'Brave' WW2 pilot's death was an accident, inquest finds
- Published
A "very brave" young pilot died accidentally in a mid-air Spitfire crash during a wartime training exercise, a coroner has found.
Sqn Ldr Daniel Cremin, 25, died on 24 March 1942 when his plane collided with another and crashed in fields near St Erth, Cornwall.
His remains were found last year, when a metal detectorist uncovered fragments of bone in a field.
An inquest in Truro found Sqn Ldr Cremin's death was accidental.
Barrie van den Berg, assistant coroner for Cornwall and the Isles of Scilly, described the inquest as "very interesting" and "unusual".
The coroner said: "Daniel Edward Cremin died as a result of a mid-air collision with another Spitfire."
Det Sgt Nigel Green told the inquest Sqn Ldr Cremin and Sgt William Norman took off from RAF Portreath on a night flying exercise, having just taken delivery of the latest version of the Spitfire.
He said an inquiry at the time found Sgt Norman, who was also killed, had "misjudged" the distance between their planes and flown into the side of Sqn Ldr Cremin's.
The inquest heard fragments of human pelvis, femur and ulna were found after metal detectorist Stuart Palmer dug down about 4ft (1.2m) at the crash site on 26 June last year.
The remains were DNA tested and then interred in Sqn Ldr Cremin's grave at the Wardour Roman Catholic Cemetery in Tisbury, Wiltshire in November.
His son Dr Mark Cremin was aged two and had only met his father once when he died.
Dr Cremin, a retired University of Kent English lecturer from East Sussex, described the recent interment of his father's bones as an "important moment".

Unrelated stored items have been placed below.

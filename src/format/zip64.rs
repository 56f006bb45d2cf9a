//! ZIP64 overflow resolver.
//!
//! The single place that decides whether a value fits its classic 32-bit
//! (or 16-bit) header field. A value that does not fit is written as an
//! all-ones sentinel and its true value moves into a ZIP64 record: the
//! per-entry [`Zip64ExtendedInfo`] extra field, or the ZIP64
//! End-of-Central-Directory for archive-level counts and offsets.
//!
//! The same thresholds are applied when writing and when reading, so a
//! field is relocated on write exactly when its sentinel triggers a lookup
//! on read.

use std::io::Write;

use byteorder::WriteBytesExt;

use super::reader::{ZipOrder, get_u32, get_u64};
use crate::{Error, Result};

/// Sentinel stored in a relocated 32-bit size or offset field.
pub const SENTINEL_U32: u32 = u32::MAX;

/// Sentinel stored in a relocated 16-bit count or disk-number field.
pub const SENTINEL_U16: u16 = u16::MAX;

/// 32-bit sizes and offsets relocate at or above this value.
pub const ZIP64_BYTES_THRESHOLD: u64 = SENTINEL_U32 as u64;

/// 16-bit entry counts and disk numbers relocate at or above this value.
pub const ZIP64_COUNT_THRESHOLD: u64 = SENTINEL_U16 as u64;

/// Returns true if a size or offset does not fit its 32-bit field.
pub fn exceeds_u32(value: u64) -> bool {
    value >= ZIP64_BYTES_THRESHOLD
}

/// Returns true if a count or disk number does not fit its 16-bit field.
pub fn exceeds_u16(value: u64) -> bool {
    value >= ZIP64_COUNT_THRESHOLD
}

/// State of a 32-bit size or offset field in a header.
///
/// Makes the two magic encodings explicit so a sentinel can never be
/// mistaken for a real value.
#[derive(Debug, Clone, Copy, PartialEq, Eq)]
pub enum SizeField {
    /// The value is stored directly in the field.
    Known(u64),
    /// The field holds 0; the value follows the data in a Data Descriptor.
    DeferredToDescriptor,
    /// The field holds the sentinel; the value lives in the ZIP64 record.
    RelocatedToZip64(u64),
}

impl SizeField {
    /// Chooses the encoding for `value`.
    ///
    /// `force_zip64` relocates even values that would fit, which local
    /// headers need when the ZIP64 record was reserved before the size was
    /// known.
    pub fn resolve(value: u64, force_zip64: bool) -> Self {
        if force_zip64 || exceeds_u32(value) {
            SizeField::RelocatedToZip64(value)
        } else {
            SizeField::Known(value)
        }
    }

    /// The raw 32-bit value written to the header.
    pub fn raw(self) -> u32 {
        match self {
            SizeField::Known(v) => u32::try_from(v).unwrap_or(SENTINEL_U32),
            SizeField::DeferredToDescriptor => 0,
            SizeField::RelocatedToZip64(_) => SENTINEL_U32,
        }
    }

    /// The true value, if the header carries it at all.
    pub fn value(self) -> Option<u64> {
        match self {
            SizeField::Known(v) | SizeField::RelocatedToZip64(v) => Some(v),
            SizeField::DeferredToDescriptor => None,
        }
    }

    /// Returns true if the value lives in the ZIP64 record.
    pub fn is_relocated(self) -> bool {
        matches!(self, SizeField::RelocatedToZip64(_))
    }
}

/// Which classic header fields hold a sentinel.
///
/// On read these say which values the ZIP64 extra record must supply; the
/// record carries exactly those, in this field order.
#[derive(Debug, Clone, Copy, Default, PartialEq, Eq)]
pub struct Relocations {
    /// Uncompressed size field is `0xFFFFFFFF`.
    pub uncompressed_size: bool,
    /// Compressed size field is `0xFFFFFFFF`.
    pub compressed_size: bool,
    /// Local header offset field is `0xFFFFFFFF`.
    pub local_header_offset: bool,
    /// Disk number field is `0xFFFF`.
    pub disk_number: bool,
}

impl Relocations {
    /// Detects sentinels in raw central directory fields.
    pub fn from_raw(uncompressed: u32, compressed: u32, offset: u32, disk: u16) -> Self {
        Self {
            uncompressed_size: uncompressed == SENTINEL_U32,
            compressed_size: compressed == SENTINEL_U32,
            local_header_offset: offset == SENTINEL_U32,
            disk_number: disk == SENTINEL_U16,
        }
    }

    /// Returns true if any field is relocated.
    pub fn any(&self) -> bool {
        self.uncompressed_size || self.compressed_size || self.local_header_offset || self.disk_number
    }

    /// Number of payload bytes the ZIP64 record must provide.
    pub fn payload_len(&self) -> usize {
        8 * (self.uncompressed_size as usize
            + self.compressed_size as usize
            + self.local_header_offset as usize)
            + 4 * self.disk_number as usize
    }
}

/// The ZIP64 Extended Information extra field (header ID `0x0001`).
///
/// Only the relocated values are present; absent values are `None`.
#[derive(Debug, Clone, Copy, Default, PartialEq, Eq)]
pub struct Zip64ExtendedInfo {
    /// Original uncompressed size.
    pub uncompressed_size: Option<u64>,
    /// Size of the compressed data.
    pub compressed_size: Option<u64>,
    /// Offset of the local header relative to its disk.
    pub local_header_offset: Option<u64>,
    /// Number of the disk holding the local header.
    pub disk_number: Option<u32>,
}

impl Zip64ExtendedInfo {
    /// Extra field header ID.
    pub const HEADER_ID: u16 = 0x0001;

    /// Returns true if no value is relocated.
    pub fn is_empty(&self) -> bool {
        self.uncompressed_size.is_none()
            && self.compressed_size.is_none()
            && self.local_header_offset.is_none()
            && self.disk_number.is_none()
    }

    /// Serializes the payload in the fixed field order.
    pub fn encode(&self) -> Vec<u8> {
        let mut out = Vec::with_capacity(28);
        // Writes into a Vec cannot fail.
        for value in [
            self.uncompressed_size,
            self.compressed_size,
            self.local_header_offset,
        ]
        .into_iter()
        .flatten()
        {
            let _ = out.write_u64::<ZipOrder>(value);
        }
        if let Some(disk) = self.disk_number {
            let _ = out.write_u32::<ZipOrder>(disk);
        }
        out
    }

    /// Parses a payload, consuming exactly the values `wanted` names.
    ///
    /// Trailing bytes are ignored; some writers emit every field regardless
    /// of which ones overflowed. A payload too short for the requested
    /// values is a format error at `offset`.
    pub fn decode(data: &[u8], wanted: Relocations, offset: u64) -> Result<Self> {
        if data.len() < wanted.payload_len() {
            return Err(Error::corrupt_header(
                offset,
                format!(
                    "ZIP64 extra field holds {} bytes, {} required",
                    data.len(),
                    wanted.payload_len()
                ),
            ));
        }
        let mut buf = data;
        let mut info = Self::default();
        if wanted.uncompressed_size {
            info.uncompressed_size = Some(get_u64(&mut buf)?);
        }
        if wanted.compressed_size {
            info.compressed_size = Some(get_u64(&mut buf)?);
        }
        if wanted.local_header_offset {
            info.local_header_offset = Some(get_u64(&mut buf)?);
        }
        if wanted.disk_number {
            info.disk_number = Some(get_u32(&mut buf)?);
        }
        Ok(info)
    }

    /// Writes the complete sub-record (ID, length, payload).
    pub fn write_record<W: Write>(&self, w: &mut W) -> std::io::Result<()> {
        let payload = self.encode();
        w.write_u16::<ZipOrder>(Self::HEADER_ID)?;
        w.write_u16::<ZipOrder>(payload.len() as u16)?;
        w.write_all(&payload)
    }
}

#[cfg(test)]
mod tests {
    use super::*;

    #[test]
    fn test_threshold_boundaries() {
        assert!(!exceeds_u32(0xFFFF_FFFE));
        assert!(exceeds_u32(0xFFFF_FFFF));
        assert!(exceeds_u32(0x1_0000_0001));
        assert!(!exceeds_u16(0xFFFE));
        assert!(exceeds_u16(0xFFFF));
    }

    #[test]
    fn test_size_field_raw_encodings() {
        assert_eq!(SizeField::resolve(10, false), SizeField::Known(10));
        assert_eq!(SizeField::resolve(10, false).raw(), 10);
        assert_eq!(SizeField::DeferredToDescriptor.raw(), 0);
        assert_eq!(SizeField::DeferredToDescriptor.value(), None);

        let big = SizeField::resolve(0x1_0000_0001, false);
        assert!(big.is_relocated());
        assert_eq!(big.raw(), SENTINEL_U32);
        assert_eq!(big.value(), Some(0x1_0000_0001));

        let forced = SizeField::resolve(5, true);
        assert_eq!(forced, SizeField::RelocatedToZip64(5));
    }

    #[test]
    fn test_encode_only_relocated_fields_in_order() {
        let info = Zip64ExtendedInfo {
            uncompressed_size: Some(0x1_0000_0001),
            compressed_size: None,
            local_header_offset: Some(0x2_0000_0000),
            disk_number: None,
        };
        let payload = info.encode();
        assert_eq!(payload.len(), 16);
        assert_eq!(&payload[..8], &0x1_0000_0001u64.to_le_bytes());
        assert_eq!(&payload[8..], &0x2_0000_0000u64.to_le_bytes());
    }

    #[test]
    fn test_decode_consumes_exactly_wanted_fields() {
        let info = Zip64ExtendedInfo {
            uncompressed_size: None,
            compressed_size: Some(7),
            local_header_offset: None,
            disk_number: Some(3),
        };
        let payload = info.encode();
        let wanted = Relocations {
            compressed_size: true,
            disk_number: true,
            ..Default::default()
        };
        assert_eq!(wanted.payload_len(), 12);
        let decoded = Zip64ExtendedInfo::decode(&payload, wanted, 0).unwrap();
        assert_eq!(decoded, info);
    }

    #[test]
    fn test_decode_short_payload_is_error() {
        let wanted = Relocations {
            uncompressed_size: true,
            compressed_size: true,
            ..Default::default()
        };
        let err = Zip64ExtendedInfo::decode(&[0u8; 8], wanted, 99).unwrap_err();
        assert!(matches!(err, Error::CorruptHeader { offset: 99, .. }));
    }

    #[test]
    fn test_relocations_from_raw() {
        let r = Relocations::from_raw(SENTINEL_U32, 5, 0, SENTINEL_U16);
        assert!(r.uncompressed_size);
        assert!(!r.compressed_size);
        assert!(!r.local_header_offset);
        assert!(r.disk_number);
        assert!(r.any());
        assert!(!Relocations::from_raw(1, 2, 3, 4).any());
    }
}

The 78-year-old, who named his oldest son after his father, said: "In a way it really helped me to draw a line. I missed not having a father all my life."
Sqn Ldr Daniel Cremin
Born in Sydney, Australia, in 1917
Commissioned in the Royal Air Force in 1938 as part of a pilot exchange scheme between Britain and Australia
Served in the Middle East where he met - and in 1939 - secretly married Patricia Whitemore near Cairo
Mrs Cremin returned to her family in Wiltshire when war broke out and gave birth to their son, Mark, in February 1940
Sqn Ldr Cremin was awarded the Distinguished Flying Cross in 1941 for his bravery during the siege of Habbaniya in Iraq in 1941
Later that year he met his baby son for the first time before being posted to RAF Portreath to 66 Squadron
Tracey Bowers, from the MOD's Joint Casualty and Centre, which arranged the DNA testing and the funeral ceremony, said Sqn Ldr Cremin "was a very brave young man".